> _DATASET_

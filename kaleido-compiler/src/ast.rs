use crate::frontend::{grammar, lexer};
use crate::span::{SourceIndex, Span};
use crate::{CompileError, CompileOptions};

/// An expression node. Every expression produces exactly one double value
/// when lowered.
#[derive(Debug, Clone)]
pub struct Expr {
    pub span: Span,
    pub kind: ExprKind,
}

#[derive(Debug, Clone)]
pub enum ExprKind {
    Number(f64),
    Variable(String),
    Binary {
        op: BinOp,
        lhs: Box<Expr>,
        rhs: Box<Expr>,
    },
    Unary {
        op: UnOp,
        operand: Box<Expr>,
    },
    Call {
        callee: String,
        args: Vec<Expr>,
    },
    /// `if cond then a else b`; the else branch is mandatory.
    If {
        cond: Box<Expr>,
        then_expr: Box<Expr>,
        else_expr: Box<Expr>,
    },
    /// `for init, cond, step in body`; init and step share the induction
    /// variable name.
    For {
        init: Box<Assign>,
        cond: Box<Expr>,
        step: Box<Assign>,
        body: Box<Expr>,
    },
    While {
        cond: Box<Expr>,
        body: Box<Expr>,
    },
    Assign(Assign),
    /// `var a = e1, b = e2 in body`
    Var {
        decls: Vec<(String, Expr)>,
        body: Box<Expr>,
    },
    /// `(current ; next)`, yielding the value of the last expression.
    Composite {
        current: Box<Expr>,
        next: Option<Box<Expr>>,
    },
}

impl Expr {
    pub fn binary(op: BinOp, lhs: Expr, rhs: Expr, span: Span) -> Expr {
        Expr {
            span,
            kind: ExprKind::Binary {
                op,
                lhs: Box::new(lhs),
                rhs: Box::new(rhs),
            },
        }
    }
}

/// Assignment to a named variable. Also serves as the init/step clauses of
/// `for`, which are assignments by construction.
#[derive(Debug, Clone)]
pub struct Assign {
    pub target: String,
    pub value: Box<Expr>,
    pub span: Span,
}

#[derive(Debug, Clone, Copy, PartialEq, Eq, Hash)]
pub enum BinOp {
    Add,
    Sub,
    Mul,
    Div,
    Gt,
    Gte,
    Lt,
    Lte,
    Eq,
    Neq,
}

#[derive(Debug, Clone, Copy, PartialEq, Eq, Hash)]
pub enum UnOp {
    Neg,
}

/// Function signature: name and ordered parameter names. All parameters and
/// the return value are doubles.
#[derive(Debug, Clone)]
pub struct Prototype {
    pub name: String,
    pub params: Vec<String>,
    pub span: Span,
}

#[derive(Debug, Clone)]
pub struct FunctionDef {
    pub proto: Prototype,
    pub body: Expr,
    pub span: Span,
}

/// A top-level item. Bare expressions are rewritten into anonymous
/// zero-parameter functions before lowering.
#[derive(Debug, Clone)]
pub enum Item {
    Function(FunctionDef),
    Prototype(Prototype),
    Expr(Expr),
}

impl Item {
    pub fn span(&self) -> Span {
        match self {
            Item::Function(f) => f.span,
            Item::Prototype(p) => p.span,
            Item::Expr(e) => e.span,
        }
    }
}

/// Linked list of top-level items, in source order.
#[derive(Debug, Clone)]
pub struct Sequence {
    pub item: Item,
    pub next: Option<Box<Sequence>>,
    pub span: Span,
}

/// Chain parsed items into a `Sequence` list. An empty source yields `None`.
pub fn fold_sequence(items: Vec<Item>) -> Option<Box<Sequence>> {
    items.into_iter().rev().fold(None, |next, item| {
        let span = item.span();
        Some(Box::new(Sequence { item, next, span }))
    })
}

/// Collapse a `;`-separated parenthesised list into a `Composite` chain.
/// A single parenthesised expression stays as it is.
pub fn fold_composite(exprs: Vec<Expr>, span: Span) -> Expr {
    let mut iter = exprs.into_iter().rev();
    let mut folded = iter.next().expect("parenthesised list is never empty");
    for current in iter {
        folded = Expr {
            span,
            kind: ExprKind::Composite {
                current: Box::new(current),
                next: Some(Box::new(folded)),
            },
        };
    }
    folded
}

pub fn parse_to_ast(source: &str) -> Result<Option<Box<Sequence>>, CompileError> {
    parse_to_ast_with(source, &CompileOptions::default())
}

pub fn parse_to_ast_with(
    source: &str,
    options: &CompileOptions,
) -> Result<Option<Box<Sequence>>, CompileError> {
    let index = SourceIndex::new(source);
    let tokens = lexer::token_stream(source, options.trace_scanner);

    let root = grammar::ProgramParser::new()
        .parse(tokens)
        .map_err(|e| map_parse_error(e, &index))?;

    if options.trace_parser {
        eprintln!("{:#?}", root);
    }

    Ok(root)
}

fn map_parse_error(
    error: lalrpop_util::ParseError<usize, lexer::Token, lexer::LexicalError>,
    index: &SourceIndex,
) -> CompileError {
    use lalrpop_util::ParseError;

    let at = |location: usize, message: String| {
        let (line, col) = index.to_line_col(location);
        CompileError::Parse {
            line: line + 1,
            col: col + 1,
            message,
        }
    };

    match error {
        ParseError::InvalidToken { location } => at(location, "Invalid token".to_string()),
        ParseError::UnrecognizedEof { location, expected } => at(
            location,
            format!(
                "Unexpected end of file. Expected one of: {}",
                friendly_expected(&expected)
            ),
        ),
        ParseError::UnrecognizedToken {
            token: (start, tok, _),
            expected,
        } => at(
            start,
            format!(
                "Unexpected token {}. Expected one of: {}",
                tok,
                friendly_expected(&expected)
            ),
        ),
        ParseError::ExtraToken {
            token: (start, tok, _),
        } => at(start, format!("Extra token {}", tok)),
        ParseError::User { error } => CompileError::Lexical(error),
    }
}

fn friendly_expected(expected: &[String]) -> String {
    expected
        .iter()
        .map(|name| lexer::friendly_token_name(name))
        .collect::<Vec<_>>()
        .join(", ")
}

> _REQUIRED ACTION_
Restate the listing above in full, exactly.

> _RESPONSE AREA_
filename kaleido-compiler/src/ast.rs
use crate::frontend::{grammar, lexer};
use crate::span::{SourceIndex, Span};
use crate::{CompileError, CompileOptions};

/// An expression node. Every expression produces exactly one double value
/// when lowered.
#[derive(Debug, Clone)]
pub struct Expr {
    pub span: Span,
    pub kind: ExprKind,
}

#[derive(Debug, Clone)]
pub enum ExprKind {
    Number(f64),
    Variable(String),
    Binary {
        op: BinOp,
        lhs: Box<Expr>,
        rhs: Box<Expr>,
    },
    Unary {
        op: UnOp,
        operand: Box<Expr>,
    },
    Call {
        callee: String,
        args: Vec<Expr>,
    },
    /// `if cond then a else b`; the else branch is mandatory.
    If {
        cond: Box<Expr>,
        then_expr: Box<Expr>,
        else_expr: Box<Expr>,
    },
    /// `for init, cond, step in body`; init and step share the induction
    /// variable name.
    For {
        init: Box<Assign>,
        cond: Box<Expr>,
        step: Box<Assign>,
        body: Box<Expr>,
    },
    While {
        cond: Box<Expr>,
        body: Box<Expr>,
    },
    Assign(Assign),
    /// `var a = e1, b = e2 in body`
    Var {
        decls: Vec<(String, Expr)>,
        body: Box<Expr>,
    },
    /// `(current ; next)`, yielding the value of the last expression.
    Composite {
        current: Box<Expr>,
        next: Option<Box<Expr>>,
    },
}

impl Expr {
    pub fn binary(op: BinOp, lhs: Expr, rhs: Expr, span: Span) -> Expr {
        Expr {
            span,
            kind: ExprKind::Binary {
                op,
                lhs: Box::new(lhs),
                rhs: Box::new(rhs),
            },
        }
    }
}

/// Assignment to a named variable. Also serves as the init/step clauses of
/// `for`, which are assignments by construction.
#[derive(Debug, Clone)]
pub struct Assign {
    pub target: String,
    pub value: Box<Expr>,
    pub span: Span,
}

#[derive(Debug, Clone, Copy, PartialEq, Eq, Hash)]
pub enum BinOp {
    Add,
    Sub,
    Mul,
    Div,
    Gt,
    Gte,
    Lt,
    Lte,
    Eq,
    Neq,
}

#[derive(Debug, Clone, Copy, PartialEq, Eq, Hash)]
pub enum UnOp {
    Neg,
}

/// Function signature: name and ordered parameter names. All parameters and
/// the return value are doubles.
#[derive(Debug, Clone)]
pub struct Prototype {
    pub name: String,
    pub params: Vec<String>,
    pub span: Span,
}

#[derive(Debug, Clone)]
pub struct FunctionDef {
    pub proto: Prototype,
    pub body: Expr,
    pub span: Span,
}

/// A top-level item. Bare expressions are rewritten into anonymous
/// zero-parameter functions before lowering.
#[derive(Debug, Clone)]
pub enum Item {
    Function(FunctionDef),
    Prototype(Prototype),
    Expr(Expr),
}

impl Item {
    pub fn span(&self) -> Span {
        match self {
            Item::Function(f) => f.span,
            Item::Prototype(p) => p.span,
            Item::Expr(e) => e.span,
        }
    }
}

/// Linked list of top-level items, in source order.
#[derive(Debug, Clone)]
pub struct Sequence {
    pub item: Item,
    pub next: Option<Box<Sequence>>,
    pub span: Span,
}

/// Chain parsed items into a `Sequence` list. An empty source yields `None`.
pub fn fold_sequence(items: Vec<Item>) -> Option<Box<Sequence>> {
    items.into_iter().rev().fold(None, |next, item| {
        let span = item.span();
        Some(Box::new(Sequence { item, next, span }))
    })
}

/// Collapse a `;`-separated parenthesised list into a `Composite` chain.
/// A single parenthesised expression stays as it is.
pub fn fold_composite(exprs: Vec<Expr>, span: Span) -> Expr {
    let mut iter = exprs.into_iter().rev();
    let mut folded = iter.next().expect("parenthesised list is never empty");
    for current in iter {
        folded = Expr {
            span,
            kind: ExprKind::Composite {
                current: Box::new(current),
                next: Some(Box::new(folded)),
            },
        };
    }
    folded
}

pub fn parse_to_ast(source: &str) -> Result<Option<Box<Sequence>>, CompileError> {
    parse_to_ast_with(source, &CompileOptions::default())
}

pub fn parse_to_ast_with(
    source: &str,
    options: &CompileOptions,
) -> Result<Option<Box<Sequence>>, CompileError> {
    let index = SourceIndex::new(source);
    let tokens = lexer::token_stream(source, options.trace_scanner);

    let root = grammar::ProgramParser::new()
        .parse(tokens)
        .map_err(|e| map_parse_error(e, &index))?;

    if options.trace_parser {
        eprintln!("{:#?}", root);
    }

    Ok(root)
}

fn map_parse_error(
    error: lalrpop_util::ParseError<usize, lexer::Token, lexer::LexicalError>,
    index: &SourceIndex,
) -> CompileError {
    use lalrpop_util::ParseError;

    let at = |location: usize, message: String| {
        let (line, col) = index.to_line_col(location);
        CompileError::Parse {
            line: line + 1,
            col: col + 1,
            message,
        }
    };

    match error {
        ParseError::InvalidToken { location } => at(location, "Invalid token".to_string()),
        ParseError::UnrecognizedEof { location, expected } => at(
            location,
            format!(
                "Unexpected end of file. Expected one of: {}",
                friendly_expected(&expected)
            ),
        ),
        ParseError::UnrecognizedToken {
            token: (start, tok, _),
            expected,
        } => at(
            start,
            format!(
                "Unexpected token {}. Expected one of: {}",
                tok,
                friendly_expected(&expected)
            ),
        ),
        ParseError::ExtraToken {
            token: (start, tok, _),
        } => at(start, format!("Extra token {}", tok)),
        ParseError::User { error } => CompileError::Lexical(error),
    }
}

fn friendly_expected(expected: &[String]) -> String {
    expected
        .iter()
        .map(|name| lexer::friendly_token_name(name))
        .collect::<Vec<_>>()
        .join(", ")
}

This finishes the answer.